An airtight furnace lid having a pouring siphon connected to a pouring chamber with a pouring nozzle at an upper end thereof is provided, and a conductor rod is disposed by being inserted into the pouring siphon from above the pouring chamber. The lower end of the conductor rod is located at a predetermined pre-level position, and the inside of the induction melting furnace containing the induction melting furnace sealed with the hermetic furnace lid is pressurized to melt the molten metal in the induction melting furnace. The initial stage of the pressurized pouring furnace which rises in the hot water siphon, forms an electric circuit when the molten metal contacts the lower end of the conductor rod, and detects that the molten metal rising in the pouring siphon reaches the pre-level position.
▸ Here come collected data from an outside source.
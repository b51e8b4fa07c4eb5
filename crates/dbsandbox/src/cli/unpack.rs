use std::path::PathBuf;

use anyhow::Context;
use clap::Args;
use dbsandbox_archive::Verbosity;

use crate::config::{DEFAULT_VERBOSITY, SANDBOX_BINARY_ENV, default_sandbox_binary};
use crate::unpack::{
    ArchiveReference, Completion, SystemCollaborators, UnpackRequest, Unpacker,
};

use super::progress::EntryTracker;

const LONG_ABOUT: &str = "\
If you want to create a sandbox from a tarball, you first need to unpack it
into the sandbox-binary directory. This command carries out that task, so that
afterwards the sandbox can be deployed with only the version of that tarball.
If the version is not contained in the tarball name, it should be supplied
using --unpack-version.
If there is already an expanded tarball with the same version, a new one can be
differentiated with --prefix.";

const EXAMPLES: &str = "\
Examples:
    $ dbsandbox unpack mysql-8.0.4-rc-linux-glibc2.12-x86_64.tar.gz
    Unpacking tarball mysql-8.0.4-rc-linux-glibc2.12-x86_64.tar.gz to $HOME/opt/mysql/8.0.4

    $ dbsandbox unpack --prefix=ps Percona-Server-5.7.21-linux.tar.gz
    Unpacking tarball Percona-Server-5.7.21-linux.tar.gz to $HOME/opt/mysql/ps5.7.21

    $ dbsandbox unpack --unpack-version=8.0.18 --prefix=bld mysql-mybuild.tar.gz
    Unpacking tarball mysql-mybuild.tar.gz to $HOME/opt/mysql/bld8.0.18

    $ dbsandbox unpack --shell mysql-shell-8.0.18-linux-glibc2.12-x86-64bit.tar.gz
    Merging shell tarball mysql-shell-8.0.18-linux-glibc2.12-x86-64bit.tar.gz to $HOME/opt/mysql/8.0.18";

#[derive(Args, Clone, Debug)]
#[command(long_about = LONG_ABOUT, after_help = EXAMPLES)]
pub struct UnpackArg {
    #[arg(value_name = "MySQL-tarball", help = "Tarball to unpack")]
    tarball: PathBuf,

    #[arg(
        long = "sandbox-binary",
        env = SANDBOX_BINARY_ENV,
        value_name = "DIR",
        help = "Binary repository [default: $HOME/opt/mysql]"
    )]
    sandbox_binary: Option<PathBuf>,

    #[arg(
        long,
        default_value_t = DEFAULT_VERBOSITY,
        value_parser = clap::value_parser!(u8).range(0..=2),
        help = "Level of verbosity during unpack (0=none, 2=maximum)"
    )]
    verbosity: u8,

    #[arg(long = "unpack-version", value_name = "VERSION", help = "Which version is contained in the tarball")]
    unpack_version: Option<String>,

    #[arg(long, default_value = "", help = "Prefix for the final expanded directory")]
    prefix: String,

    #[arg(long, help = "Unpack a shell tarball into the corresponding server directory")]
    shell: bool,

    #[arg(long = "target-server", value_name = "NAME", help = "Uses a different server to unpack a shell tarball")]
    target_server: Option<String>,
}

impl UnpackArg {
    pub fn verbosity(&self) -> Verbosity {
        Verbosity::try_from(self.verbosity).unwrap_or_default()
    }

    fn base_dir(&self) -> anyhow::Result<PathBuf> {
        let dir = match &self.sandbox_binary {
            Some(dir) => dir.clone(),
            None => default_sandbox_binary().context("cannot determine the home directory")?,
        };
        std::path::absolute(&dir)
            .with_context(|| format!("cannot resolve sandbox binary directory '{}'", dir.display()))
    }

    pub fn to_request(&self) -> anyhow::Result<UnpackRequest> {
        Ok(UnpackRequest::new(self.base_dir()?)
            .prefix(self.prefix.clone())
            .explicit_version(self.unpack_version.clone())
            .target_override(self.target_server.clone())
            .shell(self.shell)
            .verbosity(self.verbosity()))
    }

    pub fn run(self) -> anyhow::Result<()> {
        let request = self.to_request()?;
        let archive = ArchiveReference::new(&self.tarball);

        let tracker = (request.verbosity == Verbosity::Normal).then(|| EntryTracker::new("Unpacking"));
        let collab = match &tracker {
            Some(tracker) => SystemCollaborators::new().with_progress(tracker.callback()),
            None => SystemCollaborators::new(),
        };

        let result = Unpacker::new(collab).run(&archive, &request);
        if let Some(tracker) = tracker {
            tracker.finish();
        }
        let outcome = result?;

        tracing::debug!(
            destination = %outcome.plan.destination.display(),
            entries = outcome.report.entry_count,
            bytes = outcome.report.total_bytes,
            merged = matches!(outcome.completion, Completion::Merged),
            "unpack complete"
        );
        Ok(())
    }
}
A method for adjusting a base pressure, wherein the molten metal is raised into the pouring siphon by closing the airtight furnace lid and pressurizing an airtight container containing the induction melting furnace storing the molten metal. Touch the lower end of the conductor bar When the air circuit is formed, the increase in the applied pressure in the hermetic container is stopped, a predetermined pressure value is subtracted from the control signal pressure value of the pressure control device at that time, and the reduced control signal pressure value is initialized. A method for adjusting an initial base pressure in a pressurized-type pouring furnace, wherein the initial base pressure is maintained as a base pressure, and the height of the molten metal level in the pouring siphon is determined and maintained at a predetermined pre-level position. 2. A pressurized pouring furnace according to claim 1, wherein an increase in pressure applied to said airtight container is controlled by a pressure control device to automatically raise molten metal into said pouring siphon. Adjustment method of initial base pressure in 3. The pressure in the hermetic container is increased when the pressure in the hermetic container is increased to detect a pre-level position and the electric circuit is not formed even when the pressure is increased to a predetermined pressure. The method for adjusting an initial base pressure in a pressurized-type pouring furnace according to claim 1 or 2, wherein the method has an abnormal stop function of exhausting gas.